When the single was re-released in 1989 by FM Revolver boss Paul Birch, the band objected to a promotional video made without their involvement, with Ian Brown calling it "insulting". On 30 January 1990, while travelling to Rockfield Studios in Wales, the band visited FM Revolver's Wolverhampton headquarters and threw paint over Birch, the offices, and several cars, as well as causing further damage to the property. John Squire later stated that the stunt had been his idea. After leaving Wolverhampton, the band continued to Rockfield Studios, where they recorded "Something's Burning", later released as the B-side to their next single, "One Love". The following day, members of the band were arrested and later appeared at Wolverhampton Magistrates' Court charged with criminal damage estimated at £10,000.

== Lyrics ==
The lyrics tell a story of unreciprocated love, initially framed as a tribute to Sally Cinnamon before the final verses reveal that Sally herself is in love with another woman.

==Track listing==
All songs written by Brown/Squire.

===1987 release===
- 12-inch vinyl (Black/FM Revolver 12 REV36)

| No. | Title | Length |
|---|---|---|
| 1. | "Sally Cinnamon" | 3:27 |
| 2. | "Here It Comes" | 2:41 |
| 3. | "All Across the Sand" | 2:45 |

===1989 and 1992 reissues===
- 7-inch vinyl (Black/FM Revolver REV36)

- 12-inch vinyl (Black/FM Revolver 12 REV36)

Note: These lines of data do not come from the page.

//! Structural reduction passes over the cloned document.
//!
//! Passes run in a fixed order; later passes rely on the shape earlier ones
//! leave behind (for example, wrapper removal expects attributes to be
//! stripped already). Every removal goes through [`PruneContext`], which keeps
//! the identifier table in step with the tree.

mod attributes;
mod collapse;
mod comments;
mod empty;
mod graphics;
mod invisible;
mod occlusion;
mod scripts;
mod spans;
mod wrappers;

use tracing::debug;

use pagelens_dom::{Document, NodeId, RenderQuery};
use pagelens_protocols::{
    BoundingBox, IdToBboxMap, InvisibleIdSet, SimplifyError, SimplifyOptions, ID_ATTRIBUTE,
};

use crate::cloner::ClonedPage;

/// Tags that passes never treat as removable wrappers.
const ALWAYS_KEPT_TAGS: &[&str] = &["img", "svg", "body"];

/// The cloned document plus the identifier table it must stay consistent with.
#[derive(Debug)]
pub struct PruneContext<'a> {
    document: Document,
    body: NodeId,
    bboxes: Option<&'a mut IdToBboxMap>,
}

impl<'a> PruneContext<'a> {
    pub fn new(page: ClonedPage, bboxes: Option<&'a mut IdToBboxMap>) -> Self {
        Self {
            document: page.document,
            body: page.body,
            bboxes,
        }
    }

    pub fn document(&self) -> &Document {
        &self.document
    }

    pub fn body(&self) -> NodeId {
        self.body
    }

    /// Whether a geometry table was supplied.
    pub fn has_geometry(&self) -> bool {
        self.bboxes.is_some()
    }

    pub fn into_document(self) -> Document {
        self.document
    }

    pub(crate) fn bbox_of(&self, node: NodeId) -> Option<BoundingBox> {
        let id = self.document.attribute(node, ID_ATTRIBUTE)?;
        self.bboxes.as_deref().and_then(|bboxes| bboxes.get(id)).copied()
    }

    /// Drop `id` from the identifier table.
    pub(crate) fn forget(&mut self, id: &str) {
        if let Some(bboxes) = self.bboxes.as_deref_mut() {
            bboxes.remove(id);
        }
    }

    /// Drop the identifier carried by `node`, if any, from the table.
    pub(crate) fn forget_element(&mut self, node: NodeId) {
        if let Some(id) = self.document.attribute(node, ID_ATTRIBUTE) {
            if let Some(bboxes) = self.bboxes.as_deref_mut() {
                bboxes.remove(id);
            }
        }
    }

    /// Remove the identifier attribute of `node` and forget it.
    pub(crate) fn strip_identifier(&mut self, node: NodeId) -> Result<(), SimplifyError> {
        if let Some(id) = self.document.remove_attribute(node, ID_ATTRIBUTE)? {
            self.forget(&id);
        }
        Ok(())
    }

    /// Detach `node` and forget every identifier in its subtree.
    ///
    /// The body is never removed. Returns whether anything was detached.
    pub(crate) fn remove_node(&mut self, node: NodeId) -> Result<bool, SimplifyError> {
        if node == self.body {
            return Ok(false);
        }
        for element in self.document.descendant_elements(node) {
            self.forget_element(element);
        }
        self.document.detach(node)?;
        Ok(true)
    }

    /// Element removable by the "empty element" style checks: an HTML element
    /// that is not the body, has no element children and no visible text.
    pub(crate) fn is_bare_leaf(&self, node: NodeId) -> bool {
        let Some(element) = self.document.element(node) else {
            return false;
        };
        node != self.body
            && element.is_html()
            && self.document.child_element_count(node) == 0
            && !self.document.has_text(node)
    }
}

/// Run every pass in order over `context`.
///
/// `live` and `render` describe the page the clone was taken from; they are
/// only used for hit testing during occlusion tagging.
pub fn run_pipeline<R>(
    context: &mut PruneContext<'_>,
    live: &Document,
    render: &R,
    invisible_ids: &InvisibleIdSet,
    options: &SimplifyOptions,
    viewport_only: bool,
) -> Result<(), SimplifyError>
where
    R: RenderQuery + ?Sized,
{
    let removed = scripts::strip_scripts_and_styles(context, options.include_scripts)?;
    debug!(pass = "scripts", removed, "Pruning pass complete");

    if context.has_geometry() {
        if !options.include_invisible {
            let removed = invisible::remove_invisible_leaves(
                context,
                invisible_ids,
                &render.viewport(),
                viewport_only,
            )?;
            debug!(pass = "invisible", removed, "Pruning pass complete");
        }
        let tagged = occlusion::tag_occluded(context, live, render)?;
        debug!(pass = "occlusion", tagged, "Pruning pass complete");
    }

    let removed = attributes::strip_attributes(context, options)?;
    debug!(pass = "attributes", removed, "Pruning pass complete");

    let removed = wrappers::remove_attributeless_wrappers(context)?;
    debug!(pass = "wrappers", removed, "Pruning pass complete");

    let unwrapped = spans::unwrap_text_spans(context)?;
    debug!(pass = "spans", unwrapped, "Pruning pass complete");

    let collapsed = collapse::collapse_single_child_parents(context)?;
    debug!(pass = "collapse", collapsed, "Pruning pass complete");

    let stripped = graphics::strip_graphics(context)?;
    debug!(pass = "graphics", stripped, "Pruning pass complete");

    let removed = comments::remove_comments(context)?;
    debug!(pass = "comments", removed, "Pruning pass complete");

    let removed = empty::remove_empty_elements(context)?;
    debug!(pass = "empty", removed, "Pruning pass complete");

    Ok(())
}

#[cfg(test)]
#[path = "pruning_tests.rs"]
mod tests;
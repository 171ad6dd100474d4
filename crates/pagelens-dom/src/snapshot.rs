//! Serialized page captures: tree plus recorded layout.
//!
//! ```json
//! {
//!   "viewport": { "width": 1280, "height": 720 },
//!   "documentScroll": { "scrollHeight": 2000, "clientHeight": 720 },
//!   "root": {
//!     "type": "element", "tag": "html",
//!     "children": [
//!       { "type": "element", "tag": "body",
//!         "layout": { "rect": { "x": 0, "y": 0, "width": 1280, "height": 720 } },
//!         "children": [ { "type": "text", "text": "hello" } ] }
//!     ]
//!   }
//! }
//! ```
//!
//! Children of an `iframe`/`frame` element are the content of the framed
//! document; their rectangles are relative to that frame.

use serde::{Deserialize, Serialize};
use thiserror::Error;
use tracing::debug;

use pagelens_protocols::{DomError, ScrollMetrics, ViewportInfo};

use crate::document::Document;
use crate::node::{Attribute, Namespace, NodeId};
use crate::static_render::{ElementLayout, StaticRenderer};

/// Snapshot loading errors.
#[derive(Debug, Error)]
pub enum SnapshotError {
    #[error("Invalid snapshot JSON: {0}")]
    Json(#[from] serde_json::Error),

    #[error("Invalid snapshot: {0}")]
    Invalid(String),

    #[error("DOM error: {0}")]
    Dom(#[from] DomError),
}

/// A captured page.
#[derive(Debug, Clone, Serialize, Deserialize)]
#[serde(rename_all = "camelCase")]
pub struct PageSnapshot {
    #[serde(default)]
    pub viewport: ViewportInfo,
    #[serde(default)]
    pub document_scroll: ScrollMetrics,
    pub root: SnapshotNode,
}

#[derive(Debug, Clone, Serialize, Deserialize)]
#[serde(tag = "type", rename_all = "lowercase")]
pub enum SnapshotNode {
    Element(SnapshotElement),
    Text { text: String },
    Comment { text: String },
}

#[derive(Debug, Clone, Serialize, Deserialize)]
pub struct SnapshotElement {
    pub tag: String,
    #[serde(default)]
    pub namespace: Namespace,
    #[serde(default)]
    pub attributes: Vec<Attribute>,
    #[serde(default)]
    pub layout: Option<ElementLayout>,
    #[serde(default)]
    pub children: Vec<SnapshotNode>,
}

fn is_frame_tag(tag: &str) -> bool {
    tag.eq_ignore_ascii_case("iframe") || tag.eq_ignore_ascii_case("frame")
}

impl PageSnapshot {
    pub fn from_json(json: &str) -> Result<Self, SnapshotError> {
        Ok(serde_json::from_str(json)?)
    }

    /// Build the live document and a renderer answering from the capture.
    pub fn into_page(self) -> Result<(Document, StaticRenderer), SnapshotError> {
        if !matches!(self.root, SnapshotNode::Element(_)) {
            return Err(SnapshotError::Invalid(
                "root node must be an element".to_string(),
            ));
        }

        let mut document = Document::new();
        let mut layouts: Vec<(NodeId, ElementLayout)> = Vec::new();
        let mut frames: Vec<(NodeId, NodeId)> = Vec::new();

        let mut stack: Vec<(SnapshotNode, NodeId, Option<NodeId>)> =
            vec![(self.root, document.root(), None)];

        while let Some((node, parent, frame)) = stack.pop() {
            match node {
                SnapshotNode::Element(element) => {
                    let id = document.create_element(&element.tag, element.namespace);
                    if let Some(data) = document.element_mut(id) {
                        for attribute in element.attributes {
                            data.set_attribute(&attribute.name, attribute.value);
                        }
                    }
                    document.append_child(parent, id)?;

                    if let Some(layout) = element.layout {
                        layouts.push((id, layout));
                    }
                    if let Some(frame) = frame {
                        frames.push((id, frame));
                    }

                    let child_frame = if is_frame_tag(&element.tag) {
                        Some(id)
                    } else {
                        frame
                    };
                    for child in element.children.into_iter().rev() {
                        stack.push((child, id, child_frame));
                    }
                }
                SnapshotNode::Text { text } => {
                    let id = document.create_text(text);
                    document.append_child(parent, id)?;
                }
                SnapshotNode::Comment { text } => {
                    let id = document.create_comment(text);
                    document.append_child(parent, id)?;
                }
            }
        }

        let mut renderer =
            StaticRenderer::new(&document, self.viewport).with_document_scroll(self.document_scroll);
        for (node, layout) in layouts {
            renderer.set_layout(node, layout);
        }
        for (node, frame) in frames {
            renderer.set_frame(node, frame);
        }

        debug!(nodes = document.arena_len(), "Loaded page snapshot");
        Ok((document, renderer))
    }
}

- Cassette (Black/FM Revolver REV MC 36), CD (Black/FM Revolver REV XD 36)

The tracklisting on the back of the 1992 CD release has "All Across The Sands" and "Here It Comes" listed the wrong way round.

| No. | Title | Length |
|---|---|---|
| 1. | "Sally Cinnamon" | 2:53 |
| 2. | "Here It Comes" | 2:41 |

| No. | Title | Length |
|---|---|---|
| 1. | "Sally Cinnamon" | 3:27 |
| 2. | "Here It Comes" | 2:41 |
| 3. | "All Across the Sands" | 2:45 |

| No. | Title | Length |
|---|---|---|
| 1. | "Sally Cinnamon" (Single mix) | 2:53 |
| 2. | "Sally Cinnamon" (12-inch single mix) | 3:27 |
| 3. | "All Across the Sands" | 2:45 |
| 4. | "Here It Comes" | 2:41 |

===2005 EP issue===
- CD&DVD (Black/FM Revolver REV XD 636)

Disk 1 (CD)
| No. | Title | Length |
|---|---|---|
| 1. | "Sally Cinnamon" (Single mix) | 2:53 |
| 2. | "Here It Comes" | 2:41 |
| 3. | "All Across the Sands" | 2:45 |
| 4. | "Sally Cinnamon" (12-inch single mix) | 3:27 |

Disk 2 (DVD)
| No. | Title | Length |
|---|---|---|
| 1. | "Sally Cinnamon" (Video) |  |

==Charts==

| Chart | Peak position |
|---|---|
| UK Indie Chart | 3 |
| UK Singles Chart | 46 |

==Certifications==

| Region | Certification | Certified units/sales |
| United Kingdom (BPI) | Silver | 200,000^{‡} |
^{‡} Sales+streaming figures based on certification alone.